In my vodka-clouded mind thoughts of falling through the wooden floor mix with thoughts of strange insects, even bigger than those I have come across in Texas—where everything is already bigger. They are not healthy thoughts and, finishing my business, I rush back to the living room—I need Emily’s hand sanitizer to erase the bacteria on my hands and the brother-in-law’s vodka to erase my memory. The third bottle erases the memory—but at a price. The next morning, I get an extended stay above the black pit—relatively sober.


Living On a Prayer

Khorshed wants to get back to Dushanbe fast. He throws our Mercedes Benz around the curves with abandon, paying no attention to the rocks randomly dotting the unpaved road. We whip around one corner, almost meeting a black Opel Vectra head-on. As Khorshed throws the large sedan around the curves, I feel the wheels slip and—sitting in the front seat—am treated with a beautiful mountain vista. We are closer to the clouds than we are to the earth that lies several thousand feet below the edge of the road that itself is just a few feet from the left side of the car. However, I reason, if Khorshed keeps driving like this, we will be closer than we had ever wanted to be from that earth so far below us.

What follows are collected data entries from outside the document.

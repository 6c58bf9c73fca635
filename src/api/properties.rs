use axum::{
    extract::{Path, State},
    routing::get,
    Json, Router,
};
use uuid::Uuid;

use super::MessageResponse;
use crate::error::AppResult;
use crate::middleware::{AppState, AuthUser};
use crate::models::{Property, PropertyRequest, Unit};
use crate::services::{PropertyService, UnitService};

pub fn routes() -> Router<AppState> {
    Router::new()
        .route("/", get(list_properties).post(create_property))
        .route(
            "/:id",
            get(get_property).put(update_property).delete(delete_property),
        )
        .route("/:id/units", get(list_property_units))
}

/// Создание объекта
#[utoipa::path(
    post,
    path = "/api/v1/properties",
    tag = "properties",
    security(("bearer_auth" = [])),
    request_body = PropertyRequest,
    responses(
        (status = 200, description = "Объект создан", body = Property),
        (status = 401, description = "Не авторизован"),
        (status = 422, description = "Ошибка валидации")
    )
)]
pub async fn create_property(
    State(state): State<AppState>,
    _auth_user: AuthUser,
    Json(payload): Json<PropertyRequest>,
) -> AppResult<Json<Property>> {
    let property = PropertyService::create(state.store(), payload).await?;
    Ok(Json(property))
}

/// Список объектов
#[utoipa::path(
    get,
    path = "/api/v1/properties",
    tag = "properties",
    security(("bearer_auth" = [])),
    responses(
        (status = 200, description = "Список объектов", body = Vec<Property>),
        (status = 401, description = "Не авторизован")
    )
)]
pub async fn list_properties(
    State(state): State<AppState>,
    _auth_user: AuthUser,
) -> AppResult<Json<Vec<Property>>> {
    let properties = PropertyService::list(state.store()).await?;
    Ok(Json(properties))
}

/// Объект по ID
#[utoipa::path(
    get,
    path = "/api/v1/properties/{id}",
    tag = "properties",
    security(("bearer_auth" = [])),
    params(
        ("id" = Uuid, Path, description = "ID объекта")
    ),
    responses(
        (status = 200, description = "Объект", body = Property),
        (status = 404, description = "Объект не найден")
    )
)]
pub async fn get_property(
    State(state): State<AppState>,
    _auth_user: AuthUser,
    Path(id): Path<Uuid>,
) -> AppResult<Json<Property>> {
    let property = PropertyService::get(state.store(), id).await?;
    Ok(Json(property))
}

/// Полное обновление объекта
#[utoipa::path(
    put,
    path = "/api/v1/properties/{id}",
    tag = "properties",
    security(("bearer_auth" = [])),
    params(
        ("id" = Uuid, Path, description = "ID объекта")
    ),
    request_body = PropertyRequest,
    responses(
        (status = 200, description = "Объект обновлён", body = Property),
        (status = 404, description = "Объект не найден"),
        (status = 422, description = "Ошибка валидации")
    )
)]
pub async fn update_property(
    State(state): State<AppState>,
    _auth_user: AuthUser,
    Path(id): Path<Uuid>,
    Json(payload): Json<PropertyRequest>,
) -> AppResult<Json<Property>> {
    let property = PropertyService::update(state.store(), id, payload).await?;
    Ok(Json(property))
}

/// Удаление объекта
#[utoipa::path(
    delete,
    path = "/api/v1/properties/{id}",
    tag = "properties",
    security(("bearer_auth" = [])),
    params(
        ("id" = Uuid, Path, description = "ID объекта")
    ),
    responses(
        (status = 200, description = "Объект удалён", body = MessageResponse),
        (status = 404, description = "Объект не найден")
    )
)]
pub async fn delete_property(
    State(state): State<AppState>,
    _auth_user: AuthUser,
    Path(id): Path<Uuid>,
) -> AppResult<Json<MessageResponse>> {
    PropertyService::delete(state.store(), id).await?;
    Ok(Json(MessageResponse::ok("Property deleted")))
}

/// Юниты объекта
#[utoipa::path(
    get,
    path = "/api/v1/properties/{id}/units",
    tag = "properties",
    security(("bearer_auth" = [])),
    params(
        ("id" = Uuid, Path, description = "ID объекта")
    ),
    responses(
        (status = 200, description = "Юниты объекта", body = Vec<Unit>),
        (status = 404, description = "Объект не найден")
    )
)]
pub async fn list_property_units(
    State(state): State<AppState>,
    _auth_user: AuthUser,
    Path(id): Path<Uuid>,
) -> AppResult<Json<Vec<Unit>>> {
    PropertyService::get(state.store(), id).await?;
    let units = UnitService::list(state.store(), Some(id)).await?;
    Ok(Json(units))
}
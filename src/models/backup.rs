use chrono::{DateTime, Utc};
use serde::{Deserialize, Serialize};
use utoipa::ToSchema;

use super::{AppSettings, Payment, Property, Receipt, Tenant, TenantHistory, Unit};

pub const BACKUP_FORMAT_VERSION: &str = "1.0";

#[derive(Debug, Clone, Default, Serialize, Deserialize, PartialEq, Eq, ToSchema)]
pub struct RecordCounts {
    pub properties: usize,
    #[serde(default)]
    pub units: usize,
    pub tenants: usize,
    pub payments: usize,
    pub receipts: usize,
    #[serde(default)]
    pub tenant_history: usize,
}

/// Полный структурный снимок данных приложения
#[derive(Debug, Clone, Serialize, Deserialize, ToSchema)]
pub struct BackupSnapshot {
    pub backup_date: DateTime<Utc>,
    pub app_version: String,
    #[serde(default)]
    pub properties: Vec<Property>,
    #[serde(default)]
    pub units: Vec<Unit>,
    #[serde(default)]
    pub tenants: Vec<Tenant>,
    #[serde(default)]
    pub payments: Vec<Payment>,
    #[serde(default)]
    pub receipts: Vec<Receipt>,
    #[serde(default)]
    pub tenant_history: Vec<TenantHistory>,
    pub settings: Option<AppSettings>,
    #[serde(default)]
    pub total_records: RecordCounts,
}

#[derive(Debug, Serialize, ToSchema)]
pub struct RestoreSummary {
    pub message: String,
    /// Сколько записей реально добавлено (существующие id пропускаются)
    pub restored_records: RecordCounts,
    /// Восстановленные квитанции, чей номер уже был занят и выдан заново
    pub renumbered_receipts: usize,
    pub settings_restored: bool,
    pub restore_date: DateTime<Utc>,
}
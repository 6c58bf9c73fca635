use chrono::Utc;

use crate::error::AppResult;
use crate::models::{AppSettings, Currency, UpdateSettingsRequest, DEFAULT_APP_NAME};
use crate::store::Store;

/// Единственная запись настроек приложения.
/// Инвариант "не более одной записи" держит хранилище, а не вызывающий код.
pub struct SettingsService;

impl SettingsService {
    /// Возвращает настройки, создавая запись по умолчанию при первом обращении
    pub async fn get(store: &dyn Store) -> AppResult<AppSettings> {
        if let Some(settings) = store.get_settings().await? {
            return Ok(settings);
        }

        let settings = store
            .insert_settings_if_absent(&AppSettings::default())
            .await?;
        tracing::info!("Created default settings with currency {}", settings.currency.code());
        Ok(settings)
    }

    /// Валюта без создания записи: если настроек нет, используется XOF
    pub async fn current_currency(store: &dyn Store) -> AppResult<Currency> {
        Ok(store
            .get_settings()
            .await?
            .map(|s| s.currency)
            .unwrap_or_default())
    }

    pub async fn update(store: &dyn Store, request: UpdateSettingsRequest) -> AppResult<AppSettings> {
        let current = store.get_settings().await?;
        let now = Utc::now();

        let app_name = request
            .app_name
            .or_else(|| current.as_ref().map(|s| s.app_name.clone()))
            .unwrap_or_else(|| DEFAULT_APP_NAME.to_string());

        let settings = AppSettings {
            id: current.as_ref().map(|s| s.id).unwrap_or_else(uuid::Uuid::new_v4),
            currency: request.currency,
            app_name,
            created_at: current.as_ref().map(|s| s.created_at).unwrap_or(now),
            updated_at: now,
        };

        let stored = store.upsert_settings(&settings).await?;
        tracing::info!("Settings updated: currency {}", stored.currency.code());
        Ok(stored)
    }
}

#[cfg(test)]
mod tests {
    use super::*;
    use crate::store::MemoryStore;

    #[tokio::test]
    async fn test_get_creates_default_once() {
        let store = MemoryStore::new();
        assert!(store.get_settings().await.unwrap().is_none());

        let first = SettingsService::get(&store).await.unwrap();
        assert_eq!(first.currency, Currency::Xof);
        assert_eq!(first.app_name, DEFAULT_APP_NAME);

        let second = SettingsService::get(&store).await.unwrap();
        assert_eq!(first.id, second.id);
    }

    #[tokio::test]
    async fn test_current_currency_does_not_create_record() {
        let store = MemoryStore::new();
        let currency = SettingsService::current_currency(&store).await.unwrap();
        assert_eq!(currency, Currency::Xof);
        assert!(store.get_settings().await.unwrap().is_none());
    }

    #[tokio::test]
    async fn test_update_upserts_single_record() {
        let store = MemoryStore::new();

        let created = SettingsService::update(
            &store,
            UpdateSettingsRequest {
                currency: Currency::Eur,
                app_name: Some("Gestion Locative".to_string()),
            },
        )
        .await
        .unwrap();
        assert_eq!(created.currency, Currency::Eur);

        let updated = SettingsService::update(
            &store,
            UpdateSettingsRequest {
                currency: Currency::Mad,
                app_name: None,
            },
        )
        .await
        .unwrap();

        assert_eq!(updated.id, created.id);
        assert_eq!(updated.currency, Currency::Mad);
        assert_eq!(updated.app_name, "Gestion Locative");
        assert_eq!(SettingsService::get(&store).await.unwrap(), updated);
    }
}
pub mod api;
pub mod app;
pub mod config;
pub mod error;
pub mod middleware;
pub mod models;
pub mod openapi;
pub mod services;
pub mod store;
pub mod utils;

pub use app::build_router;
pub use config::Config;
pub use error::{AppError, AppResult};
pub use middleware::AppState;
pub use openapi::ApiDoc;
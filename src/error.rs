use axum::{
    http::StatusCode,
    response::{IntoResponse, Response},
    Json,
};
use serde_json::json;
use thiserror::Error;

#[derive(Error, Debug)]
pub enum AppError {
    #[error("Unauthorized")]
    Unauthorized,

    #[error("Not found: {0}")]
    NotFound(String),

    #[error("Conflict: {0}")]
    Conflict(String),

    #[error("Validation error: {0}")]
    Validation(String),

    #[error("Database error: {0}")]
    Database(#[from] sqlx::Error),

    #[error("JWT error: {0}")]
    Jwt(#[from] jsonwebtoken::errors::Error),

    #[error("Internal error: {0}")]
    Internal(String),

    #[error("{0}")]
    Backup(String),
}

impl From<validator::ValidationErrors> for AppError {
    fn from(errors: validator::ValidationErrors) -> Self {
        AppError::Validation(errors.to_string())
    }
}

impl AppError {
    /// Обёртка для ошибок резервного копирования: исходное сообщение сохраняется.
    pub fn backup_failed(operation: &str, source: impl std::fmt::Display) -> Self {
        AppError::Backup(format!("{} operation failed: {}", operation, source))
    }
}

impl IntoResponse for AppError {
    fn into_response(self) -> Response {
        let (status, error_code, message) = match &self {
            AppError::Unauthorized => (StatusCode::UNAUTHORIZED, "UNAUTHORIZED", self.to_string()),
            AppError::NotFound(msg) => (StatusCode::NOT_FOUND, "NOT_FOUND", msg.clone()),
            AppError::Conflict(msg) => (StatusCode::CONFLICT, "CONFLICT", msg.clone()),
            AppError::Validation(msg) => (
                StatusCode::UNPROCESSABLE_ENTITY,
                "VALIDATION_ERROR",
                msg.clone(),
            ),
            AppError::Database(e) => {
                tracing::error!("Database error: {:?}", e);
                (
                    StatusCode::INTERNAL_SERVER_ERROR,
                    "DATABASE_ERROR",
                    "Database error".to_string(),
                )
            }
            AppError::Jwt(_) => (
                StatusCode::UNAUTHORIZED,
                "INVALID_TOKEN",
                "Invalid token".to_string(),
            ),
            AppError::Internal(msg) => {
                tracing::error!("Internal error: {}", msg);
                (
                    StatusCode::INTERNAL_SERVER_ERROR,
                    "INTERNAL_ERROR",
                    "Internal error".to_string(),
                )
            }
            AppError::Backup(msg) => {
                tracing::error!("Backup error: {}", msg);
                (
                    StatusCode::INTERNAL_SERVER_ERROR,
                    "BACKUP_ERROR",
                    msg.clone(),
                )
            }
        };

        let body = Json(json!({
            "success": false,
            "error": {
                "code": error_code,
                "message": message
            }
        }));

        (status, body).into_response()
    }
}

pub type AppResult<T> = Result<T, AppError>;
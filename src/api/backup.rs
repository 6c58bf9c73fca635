use axum::{
    extract::State,
    routing::{get, post},
    Json, Router,
};

use crate::error::AppResult;
use crate::middleware::{AppState, AuthUser};
use crate::models::{BackupSnapshot, RestoreSummary};
use crate::services::BackupService;

pub fn routes() -> Router<AppState> {
    Router::new()
        .route("/backup", get(export_backup))
        .route("/restore", post(restore_backup))
}

/// Выгрузка всех коллекций одним документом
#[utoipa::path(
    get,
    path = "/api/v1/backup",
    tag = "backup",
    security(("bearer_auth" = [])),
    responses(
        (status = 200, description = "Резервная копия", body = BackupSnapshot),
        (status = 401, description = "Не авторизован")
    )
)]
pub async fn export_backup(
    State(state): State<AppState>,
    auth_user: AuthUser,
) -> AppResult<Json<BackupSnapshot>> {
    let snapshot = BackupService::export_all(state.store()).await?;
    tracing::info!("Backup exported by {}", auth_user.username);
    Ok(Json(snapshot))
}

/// Восстановление из резервной копии.
///
/// Добавляет только отсутствующие записи, ничего не удаляет и не
/// перезаписывает. Настройки заменяются целиком, если они есть в копии.
#[utoipa::path(
    post,
    path = "/api/v1/restore",
    tag = "backup",
    security(("bearer_auth" = [])),
    request_body = BackupSnapshot,
    responses(
        (status = 200, description = "Восстановление выполнено", body = RestoreSummary),
        (status = 401, description = "Не авторизован"),
        (status = 500, description = "Ошибка восстановления")
    )
)]
pub async fn restore_backup(
    State(state): State<AppState>,
    auth_user: AuthUser,
    Json(snapshot): Json<BackupSnapshot>,
) -> AppResult<Json<RestoreSummary>> {
    let summary = BackupService::restore(state.store(), snapshot).await?;
    tracing::info!("Backup restored by {}", auth_user.username);
    Ok(Json(summary))
}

I look back to see Jess, Emily, and Kevin frozen together in the back seat, their faces a picture of a stunned resignation to ‘what will be will be’. I grab Emily’s Ipod that currently is playing Dave Matthew’s Band’s Crash. I feel like we need a little something more. Finding that “something more”, I blast it. New Jersey’s own Jon Bon Jovi comes blasting out of the speakers across the mountains of Northern Tajikistan: Livin’ on a prayer/take my hand and we’ll make It I swear . . . The back seat erupts into laughter, while Khorshed’s face is expressionless. He’s concentrating on driving. I, for my part, am hoping we’ll make it, but I’m not so sure that I would go so far as to swear it . . .


The Summer of Whores Part 2

We had survived our adventures on the mountain passes, in a brothel, in Kyrgyzstan, and—above all (literally)—in the black pit. Suffice it to say, we deserve some relaxation. Where to relax in Dushanbe on a weeknight? Our destination is non-other than the bar at the old communist-era hotel, the monolithic Paytakht that dominates the city’s central square.

Kevin, Emily, and I choose the outside seating over the stifling smoke of the inside bar. I order a couple beers for my friends, a vodka and apple juice for myself, and a melon hookah for all of us before returning outside. As we sit waiting for our order, it feels good to let the cool mountain air of the Dushanbe night settle around me, knowing that I am, relatively at least, safe.

I think, ‘it’s nice to be able to sip my vodka, rather than down it in a shot,’ and I enjoy it—until, that is, our hookah arrives. As always, I am the one to start it and I place my mouthpiece (or hookah condom, as Emily and Kevin refer to it) on the hose and begin smoking. As soon as I start a lady in a tight-fitting red dress from the opposite table springs up and, within minutes, sits next to me and begins chatting through the smokescreen I create. This should have been the first warning.

Where am I from, and what am I smoking? Is it illegal? I reassure her it isn’t, but I understand the look of distrust in her dark eyes. She either doesn’t believe me, or doesn’t want to.

“Can I try?” she asks timidly. I accept, but not before placing a “hookah condom” on the hose—after all, when dealing with strange women in strange places, condoms of all sorts should be put on hoses of all types. I can thank Mrs. Staples in middle school health class from back in Providence, Rhode Island, for that piece of timeless advice.

“Is this how I do it?” she asks, with the hose in her mouth.

“Yes,” I reassure her, “Now just smoke it . . . like you would a cigarette”. At that she slips the hookah deeper between her lips, moving it farther into her mouth. This should have been the second warning.

I just laugh and look at Emily and Kevin with my best ‘what the fuck?’ impression. Kevin is shaking his head; Emily is desperately holding back her laughter. As we get to talking, the lady tells us that her name is “Jewel”. This, of course, should have been the third warning.

She lights up when she learns that I am from Turkey, and proudly explains to me that she lives in the Aksaray district of Istanbul, where she is a tour guide for Russian speakers. Anyone familiar with Istanbul, of course, can tell you that Aksaray is the drop off point for girls from all over the former Soviet Union and Eastern Europe, the hub of human trafficking in Turkey. I’m done with warnings, I think. This is all I need to know.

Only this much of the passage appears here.